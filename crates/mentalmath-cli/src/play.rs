//! The interactive game: configure, play the rounds, summarize, and save.

use std::path::{Path, PathBuf};

use anyhow::{Context, Result};
use chrono::Utc;

use mentalmath_core::console::TerminalConsole;
use mentalmath_core::generator::ProblemGenerator;
use mentalmath_core::model::SessionConfig;
use mentalmath_core::prompts;
use mentalmath_core::session::run_session;
use mentalmath_core::statistics::SessionStats;
use mentalmath_core::traits::{Clock, Console, ProblemSource, SystemClock};
use mentalmath_report::{save_results, write_summary};

/// What a finished game produced.
#[derive(Debug)]
pub struct GameOutcome {
    pub stats: SessionStats,
    pub saved_to: Option<PathBuf>,
}

/// Play one game on the real terminal, saving into the current directory.
pub fn execute() -> Result<()> {
    let mut console = TerminalConsole::new();
    let mut problems = ProblemGenerator::from_entropy();
    let out_dir = std::env::current_dir().context("failed to resolve current directory")?;

    let outcome = play(&mut console, &mut problems, &SystemClock, &out_dir)?;
    tracing::debug!(
        asked = outcome.stats.asked,
        saved = outcome.saved_to.is_some(),
        "game finished"
    );
    Ok(())
}

/// Run the whole game against the given ports.
pub fn play<C, P, K>(
    console: &mut C,
    problems: &mut P,
    clock: &K,
    out_dir: &Path,
) -> Result<GameOutcome>
where
    C: Console + ?Sized,
    P: ProblemSource + ?Sized,
    K: Clock + ?Sized,
{
    prompts::print_intro(console)?;
    let difficulty = prompts::choose_difficulty(console)?;
    let rounds = prompts::choose_rounds(console)?;
    let config = SessionConfig { difficulty, rounds };

    let stats = run_session(console, problems, clock, config)?;

    let summary = write_summary(console, &stats)?;
    match summary.to_json() {
        Ok(json) => tracing::info!(summary = %json, "game over"),
        Err(e) => tracing::warn!("could not encode summary: {e:#}"),
    }

    let saved_to = if prompts::confirm_save(console)? {
        let path = save_results(out_dir, &stats, Utc::now())?;
        let shown = path
            .file_name()
            .map(|name| name.to_string_lossy().into_owned())
            .unwrap_or_else(|| path.display().to_string());
        console.write_line(&format!("Saved to {shown}"))?;
        Some(path)
    } else {
        None
    };

    Ok(GameOutcome { stats, saved_to })
}
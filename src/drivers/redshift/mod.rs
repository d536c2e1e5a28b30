//! Amazon Redshift driver.
//!
//! Redshift speaks the PostgreSQL wire protocol, so sessions are SQLx
//! `PgConnection`s. Bulk export runs `UNLOAD` into S3.
//!
//! # Example
//!
//! ```ignore
//! use warehouse_drivers::drivers::redshift::RedshiftConnector;
//! use warehouse_drivers::traits::ConnectionParams;
//!
//! let connector = RedshiftConnector::new(&ConnectionParams::server(
//!     "cluster.abc.us-east-1.redshift.amazonaws.com".to_string(),
//!     5439,
//!     "loader".to_string(),
//!     "secret".to_string(),
//!     "dev".to_string(),
//! ))?;
//! let conn = connector.connect().await?;
//! ```

mod connection;
pub(crate) mod schema;
mod types;
pub(crate) mod unload;

pub use connection::{RedshiftConnection, RedshiftConnector};
pub use types::RedshiftValueConverter;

------------------------

Exercise directions ▸ What is needed is the data above, output in full and exactly as it stands.

The answer ▸
filename crates/mentalmath-cli/src/play.rs
//! The interactive game: configure, play the rounds, summarize, and save.

use std::path::{Path, PathBuf};

use anyhow::{Context, Result};
use chrono::Utc;

use mentalmath_core::console::TerminalConsole;
use mentalmath_core::generator::ProblemGenerator;
use mentalmath_core::model::SessionConfig;
use mentalmath_core::prompts;
use mentalmath_core::session::run_session;
use mentalmath_core::statistics::SessionStats;
use mentalmath_core::traits::{Clock, Console, ProblemSource, SystemClock};
use mentalmath_report::{save_results, write_summary};

/// What a finished game produced.
#[derive(Debug)]
pub struct GameOutcome {
    pub stats: SessionStats,
    pub saved_to: Option<PathBuf>,
}

/// Play one game on the real terminal, saving into the current directory.
pub fn execute() -> Result<()> {
    let mut console = TerminalConsole::new();
    let mut problems = ProblemGenerator::from_entropy();
    let out_dir = std::env::current_dir().context("failed to resolve current directory")?;

    let outcome = play(&mut console, &mut problems, &SystemClock, &out_dir)?;
    tracing::debug!(
        asked = outcome.stats.asked,
        saved = outcome.saved_to.is_some(),
        "game finished"
    );
    Ok(())
}

/// Run the whole game against the given ports.
pub fn play<C, P, K>(
    console: &mut C,
    problems: &mut P,
    clock: &K,
    out_dir: &Path,
) -> Result<GameOutcome>
where
    C: Console + ?Sized,
    P: ProblemSource + ?Sized,
    K: Clock + ?Sized,
{
    prompts::print_intro(console)?;
    let difficulty = prompts::choose_difficulty(console)?;
    let rounds = prompts::choose_rounds(console)?;
    let config = SessionConfig { difficulty, rounds };

    let stats = run_session(console, problems, clock, config)?;

    let summary = write_summary(console, &stats)?;
    match summary.to_json() {
        Ok(json) => tracing::info!(summary = %json, "game over"),
        Err(e) => tracing::warn!("could not encode summary: {e:#}"),
    }

    let saved_to = if prompts::confirm_save(console)? {
        let path = save_results(out_dir, &stats, Utc::now())?;
        let shown = path
            .file_name()
            .map(|name| name.to_string_lossy().into_owned())
            .unwrap_or_else(|| path.display().to_string());
        console.write_line(&format!("Saved to {shown}"))?;
        Some(path)
    } else {
        None
    };

    Ok(GameOutcome { stats, saved_to })
}
filename src/drivers/redshift/mod.rs
repository d536c2e1e5a28b30
//! Amazon Redshift driver.
//!
//! Redshift speaks the PostgreSQL wire protocol, so sessions are SQLx
//! `PgConnection`s. Bulk export runs `UNLOAD` into S3.
//!
//! # Example
//!
//! ```ignore
//! use warehouse_drivers::drivers::redshift::RedshiftConnector;
//! use warehouse_drivers::traits::ConnectionParams;
//!
//! let connector = RedshiftConnector::new(&ConnectionParams::server(
//!     "cluster.abc.us-east-1.redshift.amazonaws.com".to_string(),
//!     5439,
//!     "loader".to_string(),
//!     "secret".to_string(),
//!     "dev".to_string(),
//! ))?;
//! let conn = connector.connect().await?;
//! ```

mod connection;
pub(crate) mod schema;
mod types;
pub(crate) mod unload;

pub use connection::{RedshiftConnection, RedshiftConnector};
pub use types::RedshiftValueConverter;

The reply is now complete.